= Western Europe-Western China Highway =

Highways connecting Russia, Kazakhstan and China

The Western Europe – Western China Highway (WE-WC Highway) is a series of highways that since 2018 connect St. Petersburg in Russia, Almaty in Kazakhstan and Lianyungang in China, and allow uninterrupted highway road travel and road transport between Europe and China.

The highway system has a length of 8,445 km, and links the cities of St. Petersburg, Moscow, Nizhny Novgorod, Kazan, Orenburg (Russia), Aktobe, Kyzylorda, Shymkent, Taraz, Corday, Almaty (Kazakhstan), Khorgos, Urumqi, Lanzhou, Zhengzhou and Lianyungang (China). It provides a land-based alternative to the traditionally predominant mode of sea transport of goods from China to Russia and Europe, cutting transport time to Europe from around 45 days by ship through the Suez Canal to around 11 days by way of the WE-WC highway.

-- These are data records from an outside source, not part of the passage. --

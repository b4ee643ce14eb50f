//! Error type for `griffier-store-sqlite`.

use thiserror::Error;

#[derive(Debug, Error)]
pub enum Error {
  #[error("core error: {0}")]
  Core(#[from] griffier_core::Error),

  #[error("database error: {0}")]
  Database(#[from] tokio_rusqlite::Error),

  #[error("uuid parse error: {0}")]
  Uuid(#[from] uuid::Error),

  #[error("date/time parse error: {0}")]
  DateParse(String),

  /// Attempted to backfill a person that was not found.
  #[error("person not found: {0}")]
  PersonNotFound(uuid::Uuid),
}

pub type Result<T, E = Error> = std::result::Result<T, E>;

After ten years of construction, the last parts of the WE-WC highway became operational on 27 September 2018 with the opening of the border crossing between Kazakstan and China in Khorgos. The first TIR test truck completed the 13-day journey from Xinjang to Poland in November 2018. The WE-WC highway required significant road construction in Kazakhstan, supported by the World Bank, which estimated that the new highways connected 5.5 million people and significantly increased trade in the region.